Indian real estate market
is expecting a big hike in the upcoming years and is expected to be of US$180
billion by 2020. With the increase in economy, there is a demand for
residential, commercial and retail real estate throughout India. Also there is
a steep growth in demand for hotels, malls, hospitals etc. There is also a need
to improve the existing infrastructure in order to meet the demands of
technology. Demand is expected to grow at a compound annual growth rate (CAGR)
of 19 per cent between 2010 and 2014. Also it has been noticed that Tier 1
metropolitan cities are expected to account for about 40 per cent of this.

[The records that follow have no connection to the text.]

//! SQLite-backed drink store.
//!
//! All drinks live in one `drink` table. The table is created on connect if
//! it does not exist yet.
//!
//! # Pre-conditions
//! - The database URL names a file database (`sqlite://path` or `sqlite:path`).
//!
//! # Invariants
//! - `title` carries a UNIQUE constraint, so duplicate titles are rejected by SQLite.
//! - `id` uses AUTOINCREMENT, so ids of deleted drinks are never reused.

use std::str::FromStr;

use async_trait::async_trait;
use sqlx::SqlitePool;
use sqlx::sqlite::{SqliteConnectOptions, SqlitePoolOptions};

use super::{DrinkStore, StoreError};
use crate::drinks::{MenuItem, NewDrink, decode_recipe, encode_recipe};

const MAX_CONNECTIONS: u32 = 4;

const CREATE_TABLE: &str = r"
    CREATE TABLE IF NOT EXISTS drink (
        id INTEGER PRIMARY KEY AUTOINCREMENT,
        title TEXT NOT NULL UNIQUE,
        recipe TEXT NOT NULL
    )
";

#[derive(Debug, sqlx::FromRow)]
struct DrinkRow {
    id: i64,
    title: String,
    recipe: String,
}

impl TryFrom<DrinkRow> for MenuItem {
    type Error = StoreError;

    fn try_from(row: DrinkRow) -> Result<Self, Self::Error> {
        Ok(Self {
            id: row.id,
            title: row.title,
            recipe: decode_recipe(&row.recipe)?,
        })
    }
}

/// Drink store persisted in a SQLite database.
pub struct SqliteStore {
    pool: SqlitePool,
}

impl SqliteStore {
    /// Open (creating if needed) the database at `url` and ensure the table exists.
    ///
    /// # Errors
    /// Returns `StoreError::Database` if the URL is invalid or the database
    /// cannot be opened.
    pub async fn connect(url: &str) -> Result<Self, StoreError> {
        let options = SqliteConnectOptions::from_str(url)?.create_if_missing(true);
        let pool = SqlitePoolOptions::new()
            .max_connections(MAX_CONNECTIONS)
            .connect_with(options)
            .await?;

        sqlx::query(CREATE_TABLE).execute(&pool).await?;

        tracing::info!("Opened drink database at {}", url);

        Ok(Self { pool })
    }
}

/// Map a constraint failure on `title` to `DuplicateTitle`.
fn title_conflict(title: &str, e: sqlx::Error) -> StoreError {
    match e {
        sqlx::Error::Database(ref db) if db.is_unique_violation() => {
            StoreError::DuplicateTitle(title.to_string())
        }
        other => StoreError::Database(other),
    }
}

#[async_trait]
impl DrinkStore for SqliteStore {
    async fn list(&self) -> Result<Vec<MenuItem>, StoreError> {
        let rows = sqlx::query_as::<_, DrinkRow>("SELECT id, title, recipe FROM drink ORDER BY id")
            .fetch_all(&self.pool)
            .await?;

        rows.into_iter().map(MenuItem::try_from).collect()
    }

    async fn get(&self, id: i64) -> Result<Option<MenuItem>, StoreError> {
        let row = sqlx::query_as::<_, DrinkRow>("SELECT id, title, recipe FROM drink WHERE id = ?")
            .bind(id)
            .fetch_optional(&self.pool)
            .await?;

        row.map(MenuItem::try_from).transpose()
    }

    async fn insert(&self, drink: NewDrink) -> Result<MenuItem, StoreError> {
        let recipe = encode_recipe(&drink.recipe)?;

        let row = sqlx::query_as::<_, DrinkRow>(
            "INSERT INTO drink (title, recipe) VALUES (?, ?) RETURNING id, title, recipe",
        )
        .bind(&drink.title)
        .bind(&recipe)
        .fetch_one(&self.pool)
        .await
        .map_err(|e| title_conflict(&drink.title, e))?;

        MenuItem::try_from(row)
    }

    async fn update(&self, id: i64, drink: NewDrink) -> Result<Option<MenuItem>, StoreError> {
        let recipe = encode_recipe(&drink.recipe)?;

        let row = sqlx::query_as::<_, DrinkRow>(
            "UPDATE drink SET title = ?, recipe = ? WHERE id = ? RETURNING id, title, recipe",
        )
        .bind(&drink.title)
        .bind(&recipe)
        .bind(id)
        .fetch_optional(&self.pool)
        .await
        .map_err(|e| title_conflict(&drink.title, e))?;

        row.map(MenuItem::try_from).transpose()
    }

    async fn delete(&self, id: i64) -> Result<bool, StoreError> {
        let result = sqlx::query("DELETE FROM drink WHERE id = ?")
            .bind(id)
            .execute(&self.pool)
            .await?;

        Ok(result.rows_affected() > 0)
    }
}
//! Tracing initialization with configurable logging formats.

use tracing_subscriber::{
    EnvFilter, Layer, Registry, layer::SubscriberExt, util::SubscriberInitExt,
};

use crate::config::{LogFormat, LoggingConfig, ObservabilityConfig};

type BoxedLayer = Box<dyn Layer<Registry> + Send + Sync>;

/// Install the global subscriber: one console layer in the configured
/// format, filtered by `RUST_LOG` or the configured directives.
pub fn init_tracing(config: &ObservabilityConfig) -> Result<TracingGuard, TracingError> {
    let logging = &config.logging;

    tracing_subscriber::registry()
        .with(console_layer(logging))
        .with(build_env_filter(logging))
        .try_init()
        .map_err(|e| TracingError::Init(e.to_string()))?;

    Ok(TracingGuard { _private: () })
}

fn console_layer(logging: &LoggingConfig) -> BoxedLayer {
    let base = tracing_subscriber::fmt::layer()
        .with_target(true)
        .with_file(logging.file_line)
        .with_line_number(logging.file_line);

    match (&logging.format, logging.timestamps) {
        (LogFormat::Pretty, true) => base.pretty().boxed(),
        (LogFormat::Pretty, false) => base.pretty().without_time().boxed(),
        (LogFormat::Compact, true) => base.compact().boxed(),
        (LogFormat::Compact, false) => base.compact().without_time().boxed(),
        (LogFormat::Json, true) => base.json().with_current_span(true).boxed(),
        (LogFormat::Json, false) => base
            .json()
            .with_current_span(true)
            .without_time()
            .boxed(),
    }
}

/// `RUST_LOG` wins over the config file. Unparseable directives fall back
/// to the bare level.
fn build_env_filter(config: &LoggingConfig) -> EnvFilter {
    let directives = std::env::var("RUST_LOG").unwrap_or_else(|_| config.directives());
    EnvFilter::try_new(&directives).unwrap_or_else(|e| {
        eprintln!("Ignoring invalid log filter {directives:?}: {e}");
        EnvFilter::new(config.level.as_str())
    })
}

/// Returned by [`init_tracing`]; hold it for the lifetime of the process.
pub struct TracingGuard {
    _private: (),
}

#[derive(Debug, thiserror::Error)]
pub enum TracingError {
    #[error("Failed to initialize tracing: {0}")]
    Init(String),
}

#[cfg(test)]
mod tests {
    use rstest::rstest;

    use super::*;
    use crate::config::LogLevel;

    #[test]
    fn test_config_filter_is_combined_with_level() {
        temp_env::with_var_unset("RUST_LOG", || {
            let config = LoggingConfig {
                level: LogLevel::Debug,
                filter: Some("meterline::services=trace".into()),
                ..Default::default()
            };
            let filter = build_env_filter(&config).to_string();
            assert!(filter.contains("meterline::services=trace"));
            assert!(filter.contains("debug"));
        });
    }

    #[test]
    fn test_rust_log_wins() {
        temp_env::with_var("RUST_LOG", Some("warn"), || {
            let config = LoggingConfig {
                filter: Some("meterline=trace".into()),
                ..Default::default()
            };
            assert_eq!(build_env_filter(&config).to_string(), "warn");
        });
    }

    #[test]
    fn test_invalid_filter_falls_back_to_level() {
        temp_env::with_var_unset("RUST_LOG", || {
            let config = LoggingConfig {
                level: LogLevel::Error,
                filter: Some("meterline=loud".into()),
                ..Default::default()
            };
            assert_eq!(build_env_filter(&config).to_string(), "error");
        });
    }

    #[rstest]
    #[case(LogFormat::Pretty, true)]
    #[case(LogFormat::Pretty, false)]
    #[case(LogFormat::Compact, true)]
    #[case(LogFormat::Compact, false)]
    #[case(LogFormat::Json, true)]
    #[case(LogFormat::Json, false)]
    fn test_console_layer_for_every_format(#[case] format: LogFormat, #[case] timestamps: bool) {
        let config = LoggingConfig {
            format,
            timestamps,
            ..Default::default()
        };
        let _layer = console_layer(&config);
    }
}
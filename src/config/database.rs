use serde::{Deserialize, Serialize};

use super::ConfigError;

/// Database configuration.
///
/// The database stores every persisted entity of the engine: usage summaries,
/// usage audit logs, plans, subscriptions, renewal history and alerts.
#[derive(Debug, Clone, Serialize, Deserialize)]
#[cfg_attr(feature = "json-schema", derive(schemars::JsonSchema))]
#[serde(deny_unknown_fields)]
pub struct DatabaseConfig {
    /// Path to the SQLite database file.
    /// Use `:memory:` for an in-memory database (testing only).
    #[serde(default = "default_path")]
    pub path: String,

    /// Create the database file if it doesn't exist.
    #[serde(default = "default_true")]
    pub create_if_missing: bool,

    /// Run migrations on startup.
    #[serde(default = "default_true")]
    pub run_migrations: bool,

    /// Enable WAL mode for better concurrency.
    #[serde(default = "default_true")]
    pub wal_mode: bool,

    /// Busy timeout in milliseconds.
    #[serde(default = "default_busy_timeout")]
    pub busy_timeout_ms: u64,

    /// Maximum number of connections in the pool.
    #[serde(default = "default_max_connections")]
    pub max_connections: u32,
}

impl Default for DatabaseConfig {
    fn default() -> Self {
        Self {
            path: default_path(),
            create_if_missing: true,
            run_migrations: true,
            wal_mode: true,
            busy_timeout_ms: default_busy_timeout(),
            max_connections: default_max_connections(),
        }
    }
}

impl DatabaseConfig {
    /// In-memory database, used by tests and the `check-config` command.
    pub fn in_memory() -> Self {
        Self {
            path: ":memory:".to_string(),
            wal_mode: false,
            max_connections: 1,
            ..Default::default()
        }
    }

    pub fn is_in_memory(&self) -> bool {
        self.path == ":memory:"
    }

    pub fn validate(&self) -> Result<(), ConfigError> {
        if self.path.is_empty() {
            return Err(ConfigError::Validation(
                "SQLite path cannot be empty".into(),
            ));
        }
        if self.max_connections == 0 {
            return Err(ConfigError::Validation(
                "database.max_connections must be at least 1".into(),
            ));
        }
        // Each in-memory connection is its own database
        if self.is_in_memory() && self.max_connections > 1 {
            return Err(ConfigError::Validation(
                "An in-memory database requires database.max_connections = 1".into(),
            ));
        }
        Ok(())
    }
}

fn default_path() -> String {
    "meterline.db".to_string()
}

fn default_true() -> bool {
    true
}

fn default_busy_timeout() -> u64 {
    5000 // 5 seconds
}

fn default_max_connections() -> u32 {
    5
}

#[cfg(test)]
mod tests {
    use super::*;

    #[test]
    fn test_in_memory_is_valid() {
        let config = DatabaseConfig::in_memory();
        assert!(config.is_in_memory());
        assert!(config.validate().is_ok());
    }

    #[test]
    fn test_pooled_in_memory_rejected() {
        let config = DatabaseConfig {
            max_connections: 4,
            ..DatabaseConfig::in_memory()
        };
        assert!(matches!(config.validate(), Err(ConfigError::Validation(_))));
    }

    #[test]
    fn test_empty_path_rejected() {
        let config = DatabaseConfig {
            path: String::new(),
            ..Default::default()
        };
        assert!(config.validate().is_err());
    }
}
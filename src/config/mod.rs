mod database;
mod limits;
mod observability;
mod plans;
mod retention;

use std::{collections::HashSet, path::Path};

pub use database::*;
pub use limits::*;
pub use observability::*;
pub use plans::*;
use regex::Regex;
pub use retention::*;
use serde::{Deserialize, Serialize};

pub use crate::pricing::PricingConfig;

/// Root configuration for the metering engine.
#[derive(Debug, Clone, Default, Serialize, Deserialize)]
#[cfg_attr(feature = "json-schema", derive(schemars::JsonSchema))]
#[serde(deny_unknown_fields)]
pub struct MeterConfig {
    /// Database configuration.
    #[serde(default)]
    pub database: DatabaseConfig,

    /// Subscription plan catalog.
    #[serde(default)]
    pub plans: PlansConfig,

    /// Pricing records by provider and model.
    /// The configured providers are the only providers the engine accepts.
    #[serde(default)]
    pub pricing: PricingConfig,

    /// Usage alert thresholds.
    #[serde(default)]
    pub alerts: AlertsConfig,

    /// Audit-log compaction.
    #[serde(default)]
    pub compaction: CompactionConfig,

    /// Renewal-history retention tiers.
    #[serde(default)]
    pub retention: RetentionConfig,

    /// Request rate limiting.
    #[serde(default)]
    pub rate_limit: RateLimitConfig,

    /// Dashboard response cache.
    #[serde(default)]
    pub response_cache: ResponseCacheConfig,

    /// Renewal event channel.
    #[serde(default)]
    pub events: EventsConfig,

    /// Logging and metrics.
    #[serde(default)]
    pub observability: ObservabilityConfig,
}

impl MeterConfig {
    /// Load configuration from a TOML file.
    pub fn from_file(path: impl AsRef<Path>) -> Result<Self, ConfigError> {
        let contents = std::fs::read_to_string(path.as_ref())
            .map_err(|e| ConfigError::Io(e, path.as_ref().to_path_buf()))?;

        Self::from_str(&contents)
    }

    /// Parse configuration from a TOML string.
    #[allow(clippy::should_implement_trait)]
    pub fn from_str(contents: &str) -> Result<Self, ConfigError> {
        let expanded = expand_env_vars(contents)?;
        let config: MeterConfig = toml::from_str(&expanded)?;
        config.validate()?;
        Ok(config)
    }

    /// Validate the configuration for consistency and completeness.
    pub fn validate(&self) -> Result<(), ConfigError> {
        self.database.validate()?;
        self.pricing.validate().map_err(ConfigError::Validation)?;
        self.plans.validate(&self.known_providers())?;
        self.alerts.validate()?;
        self.compaction.validate()?;
        self.retention.validate()?;
        self.rate_limit.validate()?;
        self.response_cache.validate()?;
        self.events.validate()?;
        self.observability.validate()?;
        Ok(())
    }

    /// Providers the engine accepts usage for.
    pub fn known_providers(&self) -> HashSet<&str> {
        self.pricing.providers.keys().map(String::as_str).collect()
    }

    /// Generate the JSON schema for the configuration file.
    #[cfg(feature = "json-schema")]
    pub fn json_schema() -> schemars::schema::RootSchema {
        schemars::schema_for!(MeterConfig)
    }

    /// Generate the JSON schema as a pretty-printed JSON string.
    #[cfg(feature = "json-schema")]
    pub fn json_schema_string() -> Result<String, serde_json::Error> {
        serde_json::to_string_pretty(&Self::json_schema())
    }
}

/// Renewal event channel settings.
#[derive(Debug, Clone, Serialize, Deserialize)]
#[cfg_attr(feature = "json-schema", derive(schemars::JsonSchema))]
#[serde(deny_unknown_fields)]
pub struct EventsConfig {
    /// Events buffered per receiver before slow receivers start lagging.
    #[serde(default = "default_channel_capacity")]
    pub channel_capacity: usize,
}

impl Default for EventsConfig {
    fn default() -> Self {
        Self {
            channel_capacity: default_channel_capacity(),
        }
    }
}

impl EventsConfig {
    fn validate(&self) -> Result<(), ConfigError> {
        if self.channel_capacity == 0 {
            return Err(ConfigError::Validation(
                "events.channel_capacity must be at least 1".into(),
            ));
        }
        Ok(())
    }
}

fn default_channel_capacity() -> usize {
    256
}

#[derive(Debug, thiserror::Error)]
pub enum ConfigError {
    #[error("Failed to read config file {1}: {0}")]
    Io(std::io::Error, std::path::PathBuf),

    #[error("Failed to parse config: {0}")]
    Parse(#[from] toml::de::Error),

    #[error("Environment variable not found: {0}")]
    EnvVarNotFound(String),

    #[error("Configuration validation error: {0}")]
    Validation(String),
}

/// Expand `${VAR}` references from the environment.
///
/// References after a `#` on the same line are left alone so commented-out
/// settings never require their variables to be set.
fn expand_env_vars(input: &str) -> Result<String, ConfigError> {
    let re = Regex::new(r"\$\{([^}]+)\}")
        .map_err(|e| ConfigError::Validation(format!("env var pattern: {e}")))?;
    let mut result = String::with_capacity(input.len());

    for line in input.lines() {
        let comment_pos = line.find('#');
        let mut last_end = 0;

        for cap in re.captures_iter(line) {
            let Some(whole) = cap.get(0) else { continue };
            if comment_pos.is_some_and(|pos| whole.start() >= pos) {
                continue;
            }

            result.push_str(&line[last_end..whole.start()]);
            let var_name = &cap[1];
            let value = std::env::var(var_name)
                .map_err(|_| ConfigError::EnvVarNotFound(var_name.to_string()))?;
            result.push_str(&value);
            last_end = whole.end();
        }

        result.push_str(&line[last_end..]);
        result.push('\n');
    }

    if !input.ends_with('\n') {
        result.pop();
    }

    Ok(result)
}
use std::str::FromStr;

use uuid::Uuid;

use crate::{
    db::error::{DbError, DbResult},
    models::BillingPeriod,
};

/// Parse a UUID string from the database, returning a DbError on failure
pub fn parse_uuid(s: &str) -> DbResult<Uuid> {
    Uuid::parse_str(s).map_err(|e| DbError::Internal(format!("Invalid UUID in database: {}", e)))
}

/// Parse a stored enum column through its `FromStr` impl
pub fn parse_column<T>(s: &str) -> DbResult<T>
where
    T: FromStr<Err = String>,
{
    s.parse().map_err(DbError::Internal)
}

pub fn parse_period(s: &str) -> DbResult<BillingPeriod> {
    s.parse()
        .map_err(|e| DbError::Internal(format!("Invalid billing period in database: {}", e)))
}
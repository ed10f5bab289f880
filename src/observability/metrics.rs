//! Prometheus metrics for the metering engine.
//!
//! Provides metrics for:
//! - Recorded usage (calls, tokens, cost)
//! - Limit checks and cost estimates
//! - Period rollovers and maintenance sweeps
//! - Rate limiting and the dashboard cache

#[cfg(feature = "prometheus")]
use std::sync::OnceLock;

#[cfg(feature = "prometheus")]
use metrics::{counter, histogram};
#[cfg(feature = "prometheus")]
use metrics_exporter_prometheus::{PrometheusBuilder, PrometheusHandle};

use crate::config::MetricsConfig;

/// Global Prometheus handle used to render the exposition text.
#[cfg(feature = "prometheus")]
static PROMETHEUS_HANDLE: OnceLock<PrometheusHandle> = OnceLock::new();

/// Initialize the metrics system with the given configuration.
#[cfg(feature = "prometheus")]
pub fn init_metrics(config: &MetricsConfig) -> Result<(), MetricsError> {
    if !config.enabled {
        return Ok(());
    }

    let builder = PrometheusBuilder::new()
        .set_buckets_for_metric(
            metrics_exporter_prometheus::Matcher::Suffix("_tokens".to_string()),
            &config.token_buckets,
        )
        .map_err(|e| MetricsError::Setup(e.to_string()))?
        .set_buckets_for_metric(
            metrics_exporter_prometheus::Matcher::Suffix("_rows".to_string()),
            &config.row_buckets,
        )
        .map_err(|e| MetricsError::Setup(e.to_string()))?;

    let handle = builder.install_recorder().map_err(MetricsError::Install)?;

    PROMETHEUS_HANDLE
        .set(handle)
        .map_err(|_| MetricsError::Setup("Metrics already initialized".to_string()))?;

    Ok(())
}

/// Initialize the metrics system (no-op without prometheus feature).
#[cfg(not(feature = "prometheus"))]
pub fn init_metrics(_config: &MetricsConfig) -> Result<(), MetricsError> {
    Ok(())
}

/// Render the current metrics in Prometheus text format.
///
/// Returns `None` when metrics were never initialized.
pub fn render_metrics() -> Option<String> {
    #[cfg(feature = "prometheus")]
    {
        PROMETHEUS_HANDLE.get().map(PrometheusHandle::render)
    }
    #[cfg(not(feature = "prometheus"))]
    {
        None
    }
}

// ─────────────────────────────────────────────────────────────────────────────
// Metric Recording Functions
// ─────────────────────────────────────────────────────────────────────────────

/// Record a counter increment applied to a usage summary.
pub fn record_usage_increment(provider: &str, calls: i64, tokens: i64, cost_microcents: i64) {
    #[cfg(feature = "prometheus")]
    {
        counter!("meter_usage_calls_total", "provider" => provider.to_string())
            .increment(calls.max(0) as u64);
        counter!("meter_usage_cost_microcents_total", "provider" => provider.to_string())
            .increment(cost_microcents.max(0) as u64);
        histogram!("meter_usage_tokens", "provider" => provider.to_string()).record(tokens as f64);
    }
    #[cfg(not(feature = "prometheus"))]
    {
        let _ = (provider, calls, tokens, cost_microcents);
    }
}

/// Record a pre-flight limit check.
pub fn record_limit_check(allowed: bool, provider: Option<&str>) {
    #[cfg(feature = "prometheus")]
    {
        let result = if allowed { "allowed" } else { "denied" };
        // "*" marks denials that are not tied to a provider (cost ceiling, expiry)
        counter!(
            "meter_limit_checks_total",
            "result" => result,
            "provider" => provider.unwrap_or("*").to_string()
        )
        .increment(1);
    }
    #[cfg(not(feature = "prometheus"))]
    {
        let _ = (allowed, provider);
    }
}

/// Record a cost estimate and where its price came from.
pub fn record_cost_estimate(cost_model: &str, source: &str) {
    #[cfg(feature = "prometheus")]
    {
        counter!(
            "meter_cost_estimates_total",
            "cost_model" => cost_model.to_string(),
            "source" => source.to_string()
        )
        .increment(1);
    }
    #[cfg(not(feature = "prometheus"))]
    {
        let _ = (cost_model, source);
    }
}

/// Record an audit-log compaction run.
pub fn record_compaction(rows_folded: i64) {
    #[cfg(feature = "prometheus")]
    {
        counter!("meter_compactions_total").increment(1);
        histogram!("meter_compaction_rows").record(rows_folded as f64);
    }
    #[cfg(not(feature = "prometheus"))]
    {
        let _ = rows_folded;
    }
}

/// Record a renewal record moving between retention tiers.
pub fn record_retention_transition(from: &str, to: &str) {
    #[cfg(feature = "prometheus")]
    {
        counter!(
            "meter_retention_transitions_total",
            "from" => from.to_string(),
            "to" => to.to_string()
        )
        .increment(1);
    }
    #[cfg(not(feature = "prometheus"))]
    {
        let _ = (from, to);
    }
}

/// Record the outcome of a period rollover ("renewed", "expired", "lost_race").
pub fn record_period_rollover(outcome: &str) {
    #[cfg(feature = "prometheus")]
    {
        counter!("meter_period_rollovers_total", "outcome" => outcome.to_string()).increment(1);
    }
    #[cfg(not(feature = "prometheus"))]
    {
        let _ = outcome;
    }
}

/// Record a rate limit decision.
pub fn record_rate_limit(action: &str, allowed: bool) {
    #[cfg(feature = "prometheus")]
    {
        let result = if allowed { "allowed" } else { "limited" };
        counter!(
            "meter_rate_limit_checks_total",
            "action" => action.to_string(),
            "result" => result
        )
        .increment(1);
    }
    #[cfg(not(feature = "prometheus"))]
    {
        let _ = (action, allowed);
    }
}

/// Record a dashboard cache operation ("hit", "miss", "invalidate").
pub fn record_cache(outcome: &str) {
    #[cfg(feature = "prometheus")]
    {
        counter!("meter_cache_operations_total", "outcome" => outcome.to_string()).increment(1);
    }
    #[cfg(not(feature = "prometheus"))]
    {
        let _ = outcome;
    }
}

/// Record a usage alert being written.
pub fn record_alert(kind: &str) {
    #[cfg(feature = "prometheus")]
    {
        counter!("meter_alerts_total", "kind" => kind.to_string()).increment(1);
    }
    #[cfg(not(feature = "prometheus"))]
    {
        let _ = kind;
    }
}

/// Record a renewal event broadcast and how many receivers saw it.
pub fn record_renewal_event(renewal_type: &str, receivers: usize) {
    #[cfg(feature = "prometheus")]
    {
        counter!("meter_renewal_events_total", "renewal_type" => renewal_type.to_string())
            .increment(1);
        if receivers == 0 {
            counter!("meter_renewal_events_unobserved_total").increment(1);
        }
    }
    #[cfg(not(feature = "prometheus"))]
    {
        let _ = (renewal_type, receivers);
    }
}

/// Metrics initialization errors.
#[derive(Debug, thiserror::Error)]
pub enum MetricsError {
    #[error("Failed to set up metrics: {0}")]
    Setup(String),

    #[cfg(feature = "prometheus")]
    #[error("Failed to install metrics recorder: {0}")]
    Install(#[from] metrics_exporter_prometheus::BuildError),
}
//! Test harness for database repository testing
//!
//! SQLite in-memory databases with the real migrations applied.

use chrono::{DateTime, TimeZone, Utc};
use sqlx::SqlitePool;

use crate::{
    db::repos::PlanRepo,
    models::{ProviderLimit, SubscriptionPlan, UsageLimit},
};

/// Create an in-memory SQLite pool for testing
pub async fn create_sqlite_pool() -> SqlitePool {
    sqlx::sqlite::SqlitePoolOptions::new()
        .max_connections(1)
        .connect("sqlite::memory:")
        .await
        .expect("Failed to create in-memory SQLite pool")
}

/// Run SQLite migrations on the pool
///
/// Uses the actual migration files to ensure tests match production schema
pub async fn run_sqlite_migrations(pool: &SqlitePool) {
    sqlx::migrate!("./migrations_sqlx/sqlite")
        .run(pool)
        .await
        .expect("Failed to run SQLite migrations");
}

/// Fixed reference instant so tests do not depend on the wall clock
pub fn test_now() -> DateTime<Utc> {
    Utc.with_ymd_and_hms(2026, 3, 15, 12, 0, 0).unwrap()
}

pub fn plan(id: &str, tier_rank: i32, calls: i64) -> SubscriptionPlan {
    SubscriptionPlan {
        id: id.to_string(),
        name: id.to_uppercase(),
        tier_rank,
        monthly_cost_ceiling: UsageLimit::Unlimited,
        limits: vec![ProviderLimit {
            provider: "openai".to_string(),
            max_calls: UsageLimit::from_stored(calls),
            max_tokens: UsageLimit::Unlimited,
        }],
    }
}

/// Insert the plans subscriptions in these tests refer to
pub async fn seed_plans(repo: &dyn PlanRepo) {
    for plan in [plan("free", 0, 10), plan("pro", 10, 1000), plan("team", 20, 0)] {
        repo.upsert(&plan, test_now())
            .await
            .expect("Failed to seed plan");
    }
}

Smaller cities are also attracting the big real estate investors. The
reason for this is growth prospects and price stability. Also residential
apartments are also required in smaller cities. As per the report the sale of
new residential apartments in 10 smaller
cities are at around US$ 4 billion in 2012. With this it is expected that
almost 2 million new graduates will join the workforce, hence in order to accommodate
them, there is a creating demand for 100 million square feet of office and
industrial space.
With the presence of large number of Fortune 500 companies in sectors
such as chemicals, apparels, pharmaceuticals and jewellery in India, there is
an opportunity to attract foreign investors in India. This will again boost the
real estate sector of India.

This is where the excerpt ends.